Sekitar tahun 1988, banyak peraturan-peraturan pemerintah
yang melarang bagi siapa pun yang terlibat langsung maupun tak langsung dengan
PKI untuk menjadi pegawai negeri sipil.
“Jadi guru tidak boleh, PNS juga, TNI apalagi. Diskriminasi seperti itu berjalan puluhan tahun,” kenangnya.
Tapi Ilham Aidit keras kepala. Ia sempat mencoba tes
sebagai CPNS. Ilham mengisi seluruh daftar riwayat hidupnya saat melamar, apa
adanya. Pada kolom nama orang tua, Ilham menuliskan: Dipa Nusantara Aidit.
Ilham Aidit sadar betul dirinya tidak akan diloloskan.

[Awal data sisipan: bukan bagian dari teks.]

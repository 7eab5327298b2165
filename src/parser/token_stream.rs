//! Token-level stand-in for a grammar-driven parser
//!
//! [`TokenStreamParser`] recognizes C-- tokens only. It groups them by source
//! line under a single `Program` root:
//!
//! ```text
//! Program (1)
//!   TokenLine (1)
//!     TYPE: int
//!     ID: main
//!     ...
//! ```
//!
//! A grammar-driven parser plugs into the driver through the same
//! [`SyntaxParser`] trait and replaces this one wholesale.

use super::collaborator::{ParseDiagnostic, ParseFailure, ParseOutcome, SyntaxParser};
use super::lexer::{Lexer, Token, TokenKind};
use crate::tree::{SyntaxNode, TreeError};
use std::io::Read;
use std::str;
use tracing::debug;

pub const ROOT_LABEL: &str = "Program";
pub const LINE_LABEL: &str = "TokenLine";

#[derive(Debug, Default)]
pub struct TokenStreamParser;

impl TokenStreamParser {
    pub fn new() -> Self {
        TokenStreamParser
    }

    /// Parse source text that is already in memory.
    ///
    /// Only a failed tree allocation is an `Err`; lexical errors are counted.
    pub fn parse_source(&self, source: &str) -> Result<ParseOutcome, TreeError> {
        self.parse_decoded(source, Vec::new())
    }

    /// Parse raw bytes. Sequences that are not UTF-8 are counted as lexical
    /// errors and scanned as whitespace.
    pub fn parse_bytes(&self, bytes: &[u8]) -> Result<ParseOutcome, TreeError> {
        let (source, diagnostics) = decode(bytes);
        self.parse_decoded(&source, diagnostics)
    }

    fn parse_decoded(
        &self,
        source: &str,
        mut diagnostics: Vec<ParseDiagnostic>,
    ) -> Result<ParseOutcome, TreeError> {
        let output = Lexer::new(source).tokenize();
        diagnostics.extend(
            output
                .errors
                .iter()
                .map(|e| ParseDiagnostic::lexical(e.location.line, e.to_string())),
        );
        diagnostics.sort_by_key(|d| d.line);

        let root = build_tree(&output.tokens)?;

        debug!(
            tokens = output.tokens.len(),
            errors = diagnostics.len(),
            "token stream parsed"
        );
        Ok(ParseOutcome::new(Some(root), diagnostics))
    }
}

impl SyntaxParser for TokenStreamParser {
    fn parse(&mut self, input: &mut dyn Read) -> Result<ParseOutcome, ParseFailure> {
        let mut bytes = Vec::new();
        input.read_to_end(&mut bytes)?;
        Ok(self.parse_bytes(&bytes)?)
    }
}

/// Decode `bytes` as UTF-8, replacing each invalid sequence with a space and
/// reporting it on the line where it occurs.
fn decode(bytes: &[u8]) -> (String, Vec<ParseDiagnostic>) {
    let mut text = String::with_capacity(bytes.len());
    let mut diagnostics = Vec::new();
    let mut line = 1;
    let mut rest = bytes;

    loop {
        match str::from_utf8(rest) {
            Ok(valid) => {
                text.push_str(valid);
                return (text, diagnostics);
            }
            Err(err) => {
                let (valid, invalid) = rest.split_at(err.valid_up_to());
                let valid = str::from_utf8(valid).unwrap_or_default();
                line += valid.matches('\n').count();
                text.push_str(valid);

                let bad_len = err.error_len().unwrap_or(invalid.len());
                let shown: Vec<String> = invalid[..bad_len]
                    .iter()
                    .map(|b| format!("0x{:02X}", b))
                    .collect();
                diagnostics.push(ParseDiagnostic::lexical(
                    line,
                    format!("Invalid UTF-8 sequence {}", shown.join(" ")),
                ));
                text.push(' ');
                rest = &invalid[bad_len..];
            }
        }
    }
}

fn leaf(token: &Token) -> SyntaxNode {
    let line = token.location.line;
    match &token.kind {
        TokenKind::Int(n) => SyntaxNode::int_literal(*n, line),
        TokenKind::Float(x) => SyntaxNode::float_literal(*x, line),
        TokenKind::Id(name) => SyntaxNode::identifier(name.as_str(), line),
        TokenKind::Type(name) => SyntaxNode::type_name(name.as_str(), line),
        other => SyntaxNode::token(other.label(), line),
    }
}

fn build_tree(tokens: &[Token]) -> Result<SyntaxNode, TreeError> {
    let Some(first) = tokens.first() else {
        // Nothing was derived
        return Ok(SyntaxNode::epsilon(ROOT_LABEL, 1));
    };

    let mut root = SyntaxNode::non_terminal(ROOT_LABEL, first.location.line);
    for group in tokens.chunk_by(|a, b| a.location.line == b.location.line) {
        let line = SyntaxNode::non_terminal(LINE_LABEL, group[0].location.line)
            .with_children(group.iter().map(leaf))?;
        root.append_child(line)?;
    }
    Ok(root)
}

#[cfg(test)]
mod tests {
    use super::*;
    use crate::tree::{preorder, NodeKind, Payload};

    #[test]
    fn test_groups_tokens_by_line() {
        let outcome = TokenStreamParser::new().parse_source("int x;\n\nx = 3.5;\n").unwrap();
        assert!(outcome.is_clean());
        let root = outcome.root.unwrap();

        assert_eq!(root.name(), ROOT_LABEL);
        assert_eq!(root.child_count(), 2);
        assert_eq!(root.children()[0].lineno(), 1);
        assert_eq!(root.children()[1].lineno(), 3);

        let labels: Vec<&str> = root.children()[1].children().iter().map(|n| n.name()).collect();
        assert_eq!(labels, vec!["ID", "ASSIGNOP", "FLOAT", "SEMI"]);
        assert_eq!(root.children()[1].children()[2].payload(), &Payload::Float(3.5));
    }

    #[test]
    fn test_empty_input_is_epsilon_root() {
        let outcome = TokenStreamParser::new().parse_source("  // only a comment\n").unwrap();
        assert!(outcome.is_clean());
        let root = outcome.root.unwrap();
        assert_eq!(root.kind(), NodeKind::EpsilonNonTerminal);
        assert_eq!(root.child_count(), 0);
    }

    #[test]
    fn test_lexical_errors_are_counted() {
        let outcome = TokenStreamParser::new().parse_source("int a;\na = b @ c;\n").unwrap();
        assert_eq!(outcome.error_count(), 1);
        assert_eq!(
            outcome.diagnostics[0].to_string(),
            "Error type A at Line 2: Mysterious character '@'."
        );
        // The tree is still built from the tokens that were recognized
        let root = outcome.root.unwrap();
        assert_eq!(preorder(&root).filter(|(_, n)| n.name() == "ID").count(), 4);
    }

    #[test]
    fn test_parse_reads_from_reader() {
        let mut input: &[u8] = b"struct Point { int x; };";
        let outcome = TokenStreamParser::new().parse(&mut input).unwrap();
        let root = outcome.root.unwrap();
        assert_eq!(root.child_count(), 1);
        assert_eq!(root.children()[0].children()[0].name(), "STRUCT");
    }

    #[test]
    fn test_invalid_utf8_in_comment_is_counted() {
        let mut input: &[u8] = b"int x;\nx = 1; // caf\xe9\n";
        let outcome = TokenStreamParser::new().parse(&mut input).unwrap();

        assert_eq!(outcome.error_count(), 1);
        assert_eq!(
            outcome.diagnostics[0].to_string(),
            "Error type A at Line 2: Invalid UTF-8 sequence 0xE9."
        );
        let root = outcome.root.unwrap();
        assert_eq!(root.child_count(), 2);
    }

    #[test]
    fn test_invalid_utf8_between_tokens_splits_them() {
        let outcome = TokenStreamParser::new()
            .parse_bytes(b"int a\xff\xfeb;\nc ~;\n")
            .unwrap();

        let reports: Vec<String> = outcome.diagnostics.iter().map(|d| d.to_string()).collect();
        assert_eq!(
            reports,
            vec![
                "Error type A at Line 1: Invalid UTF-8 sequence 0xFF.",
                "Error type A at Line 1: Invalid UTF-8 sequence 0xFE.",
                "Error type A at Line 2: Mysterious character '~'.",
            ]
        );
        let root = outcome.root.unwrap();
        let first_line: Vec<&str> = root.children()[0].children().iter().map(|n| n.name()).collect();
        assert_eq!(first_line, vec!["TYPE", "ID", "ID", "SEMI"]);
    }
}
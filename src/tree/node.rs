//! Syntax tree node definitions

use super::errors::TreeError;
use std::fmt;
use std::mem;

/// Type tag of a syntax tree node.
///
/// The tag decides which [`Payload`] variant a node may carry and how the
/// printer renders it.
#[derive(Debug, Clone, Copy, PartialEq, Eq, Hash)]
pub enum NodeKind {
    /// Grammar symbol deriving at least one token
    NonTerminal,
    /// Grammar symbol that derived the empty string
    EpsilonNonTerminal,
    /// `ID` token, carries the lexeme
    IdentifierLeaf,
    /// `TYPE` token, carries the type name
    TypeLeaf,
    /// `INT` token, carries the integer value
    IntLiteralLeaf,
    /// `FLOAT` token, carries the floating-point value
    FloatLiteralLeaf,
    /// Any other token (punctuation, keywords, operators)
    NoValueLeaf,
}

impl NodeKind {
    /// Whether this kind stands for a token rather than a grammar symbol
    pub fn is_leaf(self) -> bool {
        !matches!(self, NodeKind::NonTerminal | NodeKind::EpsilonNonTerminal)
    }

    /// Whether a node of this kind is printed with a value after its name
    pub fn carries_value(self) -> bool {
        matches!(
            self,
            NodeKind::IdentifierLeaf
                | NodeKind::TypeLeaf
                | NodeKind::IntLiteralLeaf
                | NodeKind::FloatLiteralLeaf
        )
    }

    /// Whether `payload` is the variant this kind stores
    pub fn accepts(self, payload: &Payload) -> bool {
        match (self, payload) {
            (_, Payload::Unset) => true,
            (NodeKind::IntLiteralLeaf, Payload::Int(_)) => true,
            (NodeKind::FloatLiteralLeaf, Payload::Float(_)) => true,
            (NodeKind::IdentifierLeaf | NodeKind::TypeLeaf, Payload::Text(_)) => true,
            _ => false,
        }
    }
}

/// Token value attached to a leaf
#[derive(Debug, Clone, PartialEq, Default)]
pub enum Payload {
    #[default]
    Unset,
    Int(i32),
    Float(f32),
    Text(String),
}

impl Payload {
    pub fn variant_name(&self) -> &'static str {
        match self {
            Payload::Unset => "unset",
            Payload::Int(_) => "int",
            Payload::Float(_) => "float",
            Payload::Text(_) => "text",
        }
    }

    pub fn is_unset(&self) -> bool {
        matches!(self, Payload::Unset)
    }
}

impl fmt::Display for Payload {
    fn fmt(&self, f: &mut fmt::Formatter<'_>) -> fmt::Result {
        match self {
            Payload::Unset => Ok(()),
            Payload::Int(n) => write!(f, "{}", n),
            // Fixed-point with six places, never scientific notation
            Payload::Float(x) => write!(f, "{:.6}", x),
            Payload::Text(s) => write!(f, "{}", s),
        }
    }
}

/// A node of the syntax tree.
///
/// Children are owned in insertion order, which is the left-to-right order in
/// which the parser recognized them. A node can be attached to at most one
/// parent because attaching moves it.
pub struct SyntaxNode {
    name: String,
    kind: NodeKind,
    lineno: usize,
    payload: Payload,
    pub(crate) children: Vec<SyntaxNode>,
}

impl SyntaxNode {
    /// Create a node with no children and an unset payload.
    ///
    /// Value leaves created this way must get their payload through
    /// [`SyntaxNode::set_payload`] before they are printed.
    pub fn new(name: impl Into<String>, kind: NodeKind, lineno: usize) -> Self {
        SyntaxNode {
            name: name.into(),
            kind,
            lineno,
            payload: Payload::Unset,
            children: Vec::new(),
        }
    }

    pub fn non_terminal(name: impl Into<String>, lineno: usize) -> Self {
        Self::new(name, NodeKind::NonTerminal, lineno)
    }

    pub fn epsilon(name: impl Into<String>, lineno: usize) -> Self {
        Self::new(name, NodeKind::EpsilonNonTerminal, lineno)
    }

    pub fn identifier(lexeme: impl Into<String>, lineno: usize) -> Self {
        Self::new("ID", NodeKind::IdentifierLeaf, lineno).with_text(lexeme)
    }

    pub fn type_name(lexeme: impl Into<String>, lineno: usize) -> Self {
        Self::new("TYPE", NodeKind::TypeLeaf, lineno).with_text(lexeme)
    }

    pub fn int_literal(value: i32, lineno: usize) -> Self {
        let mut node = Self::new("INT", NodeKind::IntLiteralLeaf, lineno);
        node.payload = Payload::Int(value);
        node
    }

    pub fn float_literal(value: f32, lineno: usize) -> Self {
        let mut node = Self::new("FLOAT", NodeKind::FloatLiteralLeaf, lineno);
        node.payload = Payload::Float(value);
        node
    }

    /// A token without a value, e.g. `SEMI` or `RETURN`
    pub fn token(name: impl Into<String>, lineno: usize) -> Self {
        Self::new(name, NodeKind::NoValueLeaf, lineno)
    }

    fn with_text(mut self, text: impl Into<String>) -> Self {
        self.payload = Payload::Text(text.into());
        self
    }

    /// Populate the payload of a node created with [`SyntaxNode::new`].
    pub fn set_payload(&mut self, payload: Payload) -> Result<(), TreeError> {
        if !self.kind.accepts(&payload) {
            return Err(TreeError::PayloadMismatch {
                name: self.name.clone(),
                kind: self.kind,
                payload: payload.variant_name(),
            });
        }
        self.payload = payload;
        Ok(())
    }

    pub fn name(&self) -> &str {
        &self.name
    }

    pub fn kind(&self) -> NodeKind {
        self.kind
    }

    pub fn lineno(&self) -> usize {
        self.lineno
    }

    pub fn payload(&self) -> &Payload {
        &self.payload
    }

    /// Direct children in insertion order
    pub fn children(&self) -> &[SyntaxNode] {
        &self.children
    }

    /// Mutable access to a child that is already attached
    pub fn child_mut(&mut self, index: usize) -> Option<&mut SyntaxNode> {
        self.children.get_mut(index)
    }

    pub fn child_count(&self) -> usize {
        self.children.len()
    }

    /// Number of nodes in the subtree rooted here, including this node
    pub fn subtree_size(&self) -> usize {
        super::traverse::preorder(self).count()
    }

    /// Copy of this node without its children
    fn shallow_copy(&self) -> Self {
        SyntaxNode {
            name: self.name.clone(),
            kind: self.kind,
            lineno: self.lineno,
            payload: self.payload.clone(),
            children: Vec::new(),
        }
    }

    fn same_fields(&self, other: &Self) -> bool {
        self.name == other.name
            && self.kind == other.kind
            && self.lineno == other.lineno
            && self.payload == other.payload
            && self.children.len() == other.children.len()
    }
}

// Clone, PartialEq and Debug walk the tree with explicit stacks or not at all,
// so deep trees never recurse.

impl Clone for SyntaxNode {
    fn clone(&self) -> Self {
        let mut pending: Vec<(&SyntaxNode, bool)> = vec![(self, false)];
        // Finished copies; a node's children are always the last entries
        let mut built: Vec<SyntaxNode> = Vec::new();

        while let Some((node, expanded)) = pending.pop() {
            if expanded {
                let mut copy = node.shallow_copy();
                let first = built.len() - node.children.len();
                copy.children = built.split_off(first);
                built.push(copy);
            } else {
                pending.push((node, true));
                pending.extend(node.children.iter().rev().map(|child| (child, false)));
            }
        }

        built.pop().unwrap_or_else(|| self.shallow_copy())
    }
}

impl PartialEq for SyntaxNode {
    fn eq(&self, other: &Self) -> bool {
        let mut pending = vec![(self, other)];
        while let Some((a, b)) = pending.pop() {
            if !a.same_fields(b) {
                return false;
            }
            pending.extend(a.children.iter().zip(b.children.iter()));
        }
        true
    }
}

impl fmt::Debug for SyntaxNode {
    fn fmt(&self, f: &mut fmt::Formatter<'_>) -> fmt::Result {
        f.debug_struct("SyntaxNode")
            .field("name", &self.name)
            .field("kind", &self.kind)
            .field("lineno", &self.lineno)
            .field("payload", &self.payload)
            .field("children", &self.children.len())
            .finish()
    }
}

impl Drop for SyntaxNode {
    // Flatten the subtree before it is dropped so deep trees never recurse.
    fn drop(&mut self) {
        let mut pending = mem::take(&mut self.children);
        while let Some(mut node) = pending.pop() {
            pending.append(&mut node.children);
        }
    }
}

Namun, hal itu dia lakukan semata-mata untuk membuktikan apakah benar anak
seorang PKI tidak bisa mencalonkan diri sebagai PNS.
“Saya sudah tahu, tapi saya hanya pengin mencoba, benar atau enggak, ternyata benar. Sudah, jangan harap jadi PNS, saat itu tidak bisa.”
Kini, ketika Indonesia merayakan 74 tahun kemerdekaannya,
Ilham mengakui diskriminasi seperti pada era Orba tak lagi kental dirasakan.
Kebebasan berpendapat dan berbicara sebagai seorang
keturunan PKI jauh lebih baik jika dibandingkan saat di masa rezim orde baru.
Namun, bagi Ilham Aidit, kemerdekaan yang dirasakannya
sebagai anak keturunan PKI, apalagi putra DN Aidit, tidaklah sama dengan warga
negara Indonesia lain.
Stigma terhadap PKI dan DN Aidit sebagai dalang tragedi
berdarah 1965 masih cukup kuat tertanam pada benak masyarakat, akibat
propaganda Orde Baru.
“Untuk orang-orang seperti saya, yang terkait peristiwa 1965, tentu sampai saat ini tidak bisa bilang bahwa kami sudah betul-betul merdeka.”